Jalan cerita film ini sederhana. Shah Rukh Khan berperan sebagai Mohan Bhargava, seorang jomblo cerdas yang bekerja sebagai salah seorang ahli di industri NASA, Amerika. Dia bahkan sudah mengajukan kewarganegaraan AS. Kenyamanan ini dia nikmati hingga kerinduannya melayang pada sosok di masa lalu, Kaveriamma, pembantu rumah tangganya yang sudah terlanjur dia anggap sebagai ibu keduanya. Lama tak bersua dan keinginannya memboyong sosok tua tersebut ke AS, menuntunnya berangkat ke sebuah desa miskin yang terpencil di India, tempat Kaveriamma tinggal.

Di sinilah alur dimulai. Mohan, pria berpendidikan tinggi dengan standar hidup Barat, bertemu kembali dengan Kaveriamma, nenek tua yang mencintai alam pedesaan; Gita, perempuan cantik yang punya dedikasi tinggi pada pendidikan anak-anak; Mela Ram, pemuda miskin dengan obsesi pengusaha; Nivaraan, tukang pos yang merindukan teknologi, serta segenap warga desa yang harus hidup menghadapi segregasi kasta, pendidikan rendah, alam yang gersang, dan listrik yang byarpet, kadang menyala, kadang tidak.

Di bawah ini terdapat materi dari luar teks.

use serde::{Deserialize, Serialize};

/// Lifecycle states common to every node role.
#[derive(Debug, Clone, Copy, PartialEq, Eq, Serialize, Deserialize)]
#[serde(rename_all = "snake_case")]
pub enum NodeState {
    Init,
    Ready,
    Running,
    Draining,
    Done,
    Error,
}

impl NodeState {
    /// Check if transition from current state to target state is valid.
    /// Undefined pairs are programming errors; the runner surfaces them
    /// as rejected commands.
    pub fn can_transition_to(&self, target: NodeState) -> bool {
        use NodeState::*;

        matches!(
            (self, target),
            (Init, Ready)
                | (Init, Error)
                | (Ready, Running)
                | (Ready, Error)
                | (Running, Draining)
                | (Running, Error)
                | (Draining, Done)
                | (Draining, Error)
        )
    }

    pub fn is_terminal(&self) -> bool {
        matches!(self, NodeState::Done | NodeState::Error)
    }

    pub fn name(&self) -> &'static str {
        match self {
            NodeState::Init => "init",
            NodeState::Ready => "ready",
            NodeState::Running => "running",
            NodeState::Draining => "draining",
            NodeState::Done => "done",
            NodeState::Error => "error",
        }
    }
}

impl Default for NodeState {
    fn default() -> Self {
        NodeState::Init
    }
}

Singkat cerita, Mohan menggunakan kemampuannya untuk membantu warga desa membuat pembangkit listrik sederhana bertenaga air. Dia juga membantu Gita menggaet murid baru di tengah rendahnya kepercayaan penduduk desa terhadap pendidikan. Baginya, perubahan harus dimulai dari diri sendiri, bukan saling menyalahkan. Dia tidak pernah menawarkan revolusi kepada rakyat desa. Dia menolak menyalahkan pemerintah, sebab baginya menyalahkan pemerintah juga tak akan mengubah keadaan. Dia bergerak secara mandiri dengan cara mengubah hal esensial, yaitu pola pikir. Sebuah langkah yang berat karena dia ditentang oleh dewan desa yang beranggotakan para sesepuh yang sudah apatis dengan kondisi desa.

Di depan para warga, usai pesta, setelah seorang tetua meyakinkan apabila India adalah negara hebat di dunia, Mohan membantah dengan halus. “Saya tidak setuju bahwa kita adalah negara terbesar di dunia,” katanya mengagetkan segenap warga, “…tapi saya percaya bahwa kita memiliki potensi dan kekuatan menjadi hebat.”

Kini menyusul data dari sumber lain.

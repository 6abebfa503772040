use std::collections::HashMap;
use std::sync::Arc;
use std::time::Duration;

use anyhow::{anyhow, Result};
use async_trait::async_trait;
use tokio::sync::{mpsc, watch};
use tokio::task::JoinHandle;
use tokio::time::{Instant, Interval};
use tracing::{debug, warn};

use crate::core::{DataMessage, Payload, ReferenceClock, Sample, Session, StreamSpec};
use crate::delay::{DelayEstimator, SampleMeta};
use crate::drivers::SensorSource;
use crate::observability::StreamCounters;
use crate::storage::StreamSink;
use crate::transport::LocalBus;

use super::{NodeStatus, RoleWorker};

/// Consecutive read failures a source may show before the producer
/// declares a persistent device fault.
const DEVICE_FAULT_THRESHOLD: u32 = 5;

/// Producer role: owns one sensor source, stamps its readings on the
/// reference clock, commits them to the storage rings, and publishes
/// them on the bus. Production runs on a dedicated worker task so the
/// coordination reply path never blocks on device I/O.
pub struct ProducerWorker {
    node_id: String,
    publisher_id: String,
    source: Option<Box<dyn SensorSource>>,
    streams: Vec<StreamSpec>,
    sinks: HashMap<String, StreamSink>,
    counters: HashMap<String, Arc<StreamCounters>>,
    bus: LocalBus,
    clock: Arc<ReferenceClock>,
    /// Delay correction per stream; streams without an entry get no
    /// correction.
    delays: HashMap<String, Arc<dyn DelayEstimator>>,
    status_tx: mpsc::Sender<NodeStatus>,
    probe_period: Option<Duration>,
    cancel_tx: Option<watch::Sender<bool>>,
    task: Option<JoinHandle<()>>,
}

impl ProducerWorker {
    #[allow(clippy::too_many_arguments)]
    pub fn new(
        node_id: impl Into<String>,
        broker_id: &str,
        source: Box<dyn SensorSource>,
        streams: Vec<StreamSpec>,
        sinks: HashMap<String, StreamSink>,
        counters: HashMap<String, Arc<StreamCounters>>,
        bus: LocalBus,
        clock: Arc<ReferenceClock>,
        delays: HashMap<String, Arc<dyn DelayEstimator>>,
        status_tx: mpsc::Sender<NodeStatus>,
        probe_period: Option<Duration>,
    ) -> Self {
        let node_id = node_id.into();
        Self {
            publisher_id: format!("{}/{}", broker_id, node_id),
            node_id,
            source: Some(source),
            streams,
            sinks,
            counters,
            bus,
            clock,
            delays,
            status_tx,
            probe_period,
            cancel_tx: None,
            task: None,
        }
    }
}

#[async_trait]
impl RoleWorker for ProducerWorker {
    fn node_id(&self) -> &str {
        &self.node_id
    }

    async fn init(&mut self) -> Result<()> {
        self.source
            .as_mut()
            .ok_or_else(|| anyhow!("source already taken"))?
            .open()
            .await
    }

    async fn prepare(&mut self) -> Result<()> {
        self.source
            .as_mut()
            .ok_or_else(|| anyhow!("source already taken"))?
            .self_test()
            .await
    }

    async fn start(&mut self, _session: Arc<Session>) -> Result<()> {
        let mut source = self.source.take().ok_or_else(|| anyhow!("producer already started"))?;
        source.start().await?;

        let (cancel_tx, cancel_rx) = watch::channel(false);
        self.cancel_tx = Some(cancel_tx);

        let loop_ctx = ProductionLoop {
            node_id: self.node_id.clone(),
            publisher_id: self.publisher_id.clone(),
            specs: self.streams.iter().map(|s| (s.stream_id.clone(), s.clone())).collect(),
            sinks: std::mem::take(&mut self.sinks),
            counters: self.counters.clone(),
            bus: self.bus.clone(),
            clock: Arc::clone(&self.clock),
            delays: self.delays.clone(),
            status_tx: self.status_tx.clone(),
            probe_period: self.probe_period,
        };
        self.task = Some(tokio::spawn(loop_ctx.run(source, cancel_rx)));
        Ok(())
    }

    async fn drain(&mut self) -> Result<()> {
        if let Some(cancel) = &self.cancel_tx {
            let _ = cancel.send(true);
        }
        if let Some(task) = self.task.take() {
            task.await.map_err(|e| anyhow!("production worker panicked: {}", e))?;
        }
        Ok(())
    }

    async fn abort(&mut self) {
        if let Some(cancel) = &self.cancel_tx {
            let _ = cancel.send(true);
        }
        if let Some(task) = self.task.take() {
            task.abort();
        }
    }
}

struct ProductionLoop {
    node_id: String,
    publisher_id: String,
    specs: HashMap<String, StreamSpec>,
    sinks: HashMap<String, StreamSink>,
    counters: HashMap<String, Arc<StreamCounters>>,
    bus: LocalBus,
    clock: Arc<ReferenceClock>,
    delays: HashMap<String, Arc<dyn DelayEstimator>>,
    status_tx: mpsc::Sender<NodeStatus>,
    probe_period: Option<Duration>,
}

impl ProductionLoop {
    async fn run(mut self, mut source: Box<dyn SensorSource>, mut cancel_rx: watch::Receiver<bool>) {
        let mut seqs: HashMap<String, u64> = HashMap::new();
        let mut probe = self.probe_period.map(|p| tokio::time::interval_at(Instant::now() + p, p));
        let mut probe_seq = 0u64;
        let mut consecutive_errors = 0u32;

        enum Wake {
            Cancel,
            ProbeDue,
            Read(Result<Option<crate::drivers::SensorReading>>),
        }

        loop {
            // The read future must be dropped before the probe touches
            // the source again, hence the scoped select.
            let wake = {
                let read_fut = source.read();
                tokio::pin!(read_fut);
                tokio::select! {
                    _ = cancel_rx.changed() => Wake::Cancel,
                    _ = probe_tick(&mut probe) => Wake::ProbeDue,
                    reading = &mut read_fut => Wake::Read(reading),
                }
            };

            match wake {
                Wake::Cancel => break,
                Wake::ProbeDue => {
                    probe_seq += 1;
                    self.run_probe(&mut source, probe_seq).await;
                }
                Wake::Read(Ok(Some(reading))) => {
                    consecutive_errors = 0;
                    self.publish_reading(reading, &mut seqs);
                }
                Wake::Read(Ok(None)) => break,
                Wake::Read(Err(e)) => {
                    consecutive_errors += 1;
                    if let Some(counters) = self.counters.values().next() {
                        counters.record_transient_error();
                    }
                    if consecutive_errors >= DEVICE_FAULT_THRESHOLD {
                        warn!(node_id = %self.node_id, error = %e, "persistent device fault");
                        let _ = self
                            .status_tx
                            .send(NodeStatus::Fault {
                                node_id: self.node_id.clone(),
                                message: format!("device: {}", e),
                                fatal: true,
                            })
                            .await;
                        break;
                    }
                    debug!(node_id = %self.node_id, error = %e, "transient device error");
                }
            }
        }

        let _ = source.stop().await;
        for stream_id in self.specs.keys() {
            let _ = self
                .status_tx
                .send(NodeStatus::EndOfStream {
                    node_id: self.node_id.clone(),
                    stream_id: stream_id.clone(),
                })
                .await;
        }
        let _ = source.close().await;
        debug!(node_id = %self.node_id, "production loop exited");
    }

    fn publish_reading(&mut self, reading: crate::drivers::SensorReading, seqs: &mut HashMap<String, u64>) {
        let Some(spec) = self.specs.get(&reading.stream_id) else {
            if let Some(counters) = self.counters.get(&reading.stream_id) {
                counters.record_transient_error();
            }
            warn!(node_id = %self.node_id, stream_id = %reading.stream_id, "reading on undeclared stream");
            return;
        };

        let meta = SampleMeta {
            device_ts_ns: reading.device_ts_ns,
            payload_len: reading.payloads.first().map(Payload::len).unwrap_or(0),
        };
        // One stamp per device wake: burst payloads share it, and the
        // stream's delay hook shifts it back to the sensed moment.
        let delay_ns = self
            .delays
            .get(&reading.stream_id)
            .map(|estimator| estimator.delay_ns(&reading.stream_id, &meta))
            .unwrap_or(0);
        let reference_ts_ns = self.clock.reference_time_ns() - delay_ns;

        let topic = spec.topic();
        for payload in reading.payloads {
            let seq = seqs.entry(reading.stream_id.clone()).or_insert(0);
            let sample = Sample {
                stream_id: reading.stream_id.clone(),
                seq: *seq,
                reference_ts_ns,
                device_ts_ns: reading.device_ts_ns,
                payload,
            };
            *seq += 1;

            if let Some(sink) = self.sinks.get_mut(&reading.stream_id) {
                // Overflow already went to the broker through the
                // storage event channel; publishing continues until the
                // coordinated drain reaches us.
                let _ = sink.commit(sample.clone());
            }
            self.bus
                .publish_local(DataMessage::from_sample(&*topic, &*self.publisher_id, &sample));
            if let Some(counters) = self.counters.get(&reading.stream_id) {
                counters.record_published();
            }
        }
    }

    /// Transmission-delay probe: measures the device round-trip and
    /// publishes half of it on the node's connection side-topic.
    async fn run_probe(&mut self, source: &mut Box<dyn SensorSource>, probe_seq: u64) {
        let started = std::time::Instant::now();
        if source.ping().await.is_err() {
            return;
        }
        let one_way_s = started.elapsed().as_secs_f64() / 2.0;
        let msg = DataMessage {
            topic: format!("{}.connection", self.node_id),
            publisher_id: self.publisher_id.clone(),
            seq: probe_seq,
            reference_ts_ns: self.clock.reference_time_ns(),
            device_ts_ns: None,
            payload: Payload::Tabular(vec![one_way_s]),
        };
        self.bus.publish_local(msg);
    }
}

async fn probe_tick(probe: &mut Option<Interval>) {
    match probe {
        Some(interval) => {
            interval.tick().await;
        }
        None => std::future::pending().await,
    }
}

Mohan memang melakukan perubahan alur logika masyarakat dengan menyadarkannya, bahwa ada sesuatu yang lebih penting daripada berdebat soal kasta, maupun saling menyalahkan: warga menyalahkan dewan desa, kaum Dalit menyalahkan Brahmana, lalu Brahmana mengklaim apabila kesalehan mereka telah tercemar oleh Dalit (kaum rendahan di luar struktur kasta India), para pembuat tembikar menyalahkan rentenir, pemilik tanah menyalahkan para petani tanpa memberikan hak-hak mereka, dan berbagai konflik sepele lainnya. Dia memanfaatkan potensi yang dia miliki sekaligus menularkan semangatnya kepada warga lainnya.

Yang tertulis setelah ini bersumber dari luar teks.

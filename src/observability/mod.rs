pub mod collector;
pub mod metrics;

pub use collector::{CountersSnapshot, MetricsCollector};
pub use metrics::StreamCounters;
use std::sync::atomic::{AtomicI64, Ordering};
use std::sync::Arc;
use std::time::{Instant, SystemTime, UNIX_EPOCH};

/// Session-wide reference clock.
///
/// `reference_time_ns() = monotonic_ns() + offset_ns`. The offset is zero
/// until the SYNC phase completes: the reference broker anchors its offset
/// to the UNIX epoch, every other broker adopts the offset computed from a
/// single symmetric round-trip exchange. Finer alignment is the PTP
/// grandmaster's job underneath this layer.
#[derive(Debug)]
pub struct ReferenceClock {
    origin: Instant,
    offset_ns: AtomicI64,
}

impl ReferenceClock {
    pub fn new() -> Arc<Self> {
        Arc::new(Self {
            origin: Instant::now(),
            offset_ns: AtomicI64::new(0),
        })
    }

    /// Nanoseconds since the process-local monotonic origin.
    pub fn monotonic_ns(&self) -> i64 {
        self.origin.elapsed().as_nanos() as i64
    }

    pub fn reference_time_ns(&self) -> i64 {
        self.monotonic_ns() + self.offset_ns.load(Ordering::Acquire)
    }

    pub fn offset_ns(&self) -> i64 {
        self.offset_ns.load(Ordering::Acquire)
    }

    pub fn set_offset_ns(&self, offset_ns: i64) {
        self.offset_ns.store(offset_ns, Ordering::Release);
    }

    /// Anchor the reference timeline to the UNIX epoch. Called by the
    /// elected reference broker so that reference timestamps are
    /// wall-clock interpretable in the persisted metadata.
    pub fn anchor_to_epoch(&self) {
        let now_unix_ns = SystemTime::now()
            .duration_since(UNIX_EPOCH)
            .map(|d| d.as_nanos() as i64)
            .unwrap_or(0);
        self.set_offset_ns(now_unix_ns - self.monotonic_ns());
    }

    /// Offset such that our `reference_time_ns` agrees with the reference
    /// broker, assuming symmetric network delay on the probe round-trip.
    ///
    /// `t0`: our monotonic time when the probe left.
    /// `t1`: our monotonic time when the reply arrived.
    /// `remote_reference_ns`: the reference broker's reference time when
    /// it produced the reply.
    pub fn offset_from_exchange(t0: i64, t1: i64, remote_reference_ns: i64) -> i64 {
        let half_rtt = (t1 - t0) / 2;
        remote_reference_ns + half_rtt - t1
    }
}
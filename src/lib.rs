pub mod broker;
pub mod config;
pub mod core;
pub mod delay;
pub mod drivers;
pub mod error;
pub mod keyboard;
pub mod node;
pub mod observability;
pub mod storage;
pub mod supervisor;
pub mod transport;

pub use broker::{Broker, BrokerPhase, RunOutcome, RunSummary};
pub use config::HermesConfig;
pub use core::{DataMessage, Payload, ReferenceClock, Sample, Schema, Session, StreamSpec};
pub use error::{exit_code, HermesError, Result};
pub use supervisor::Host;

Mohan memang tokoh rekaan, tapi di belahan dunia lainnya, ada sosok-sosok inspiratif sepertinya. Di Indonesia, kita mengenal Butet Manurung dengan “Sokola Rimba”nya. Dia mengajari baca tulis anak-anak Orang Rimba yang selama ini hidup secara nomaden di dalam hutan dan semakin terpinggirkan akibat proyek Sawitisasi pinggiran Taman Nasional Bukit Dua Belas, Jambi, yang dijalankan perusahaan serakah. Buta aksara membuat suku ini gampang dibohongi oleh utusan perusahaan yang akan membuka lahan. Akibatnya, binatang buruan semakin langka, hutan tak lagi serimbun dulu, dan mereka dengan tatapan nanar hanya bisa menonton saat pohon-pohon raksasa yang selama ini dikeramatkan roboh dihajar gergaji mesin. Film Sokola Rimba garapan Riri Riza secara apik menyuguhkan kiprah Butet selama mendampingi bocah-bocah rimba ini sekaligus dengan hening menampilkan ironi, hutan yang dibabat habis dengan alasan perluasan lahan milik perusahaan sawit.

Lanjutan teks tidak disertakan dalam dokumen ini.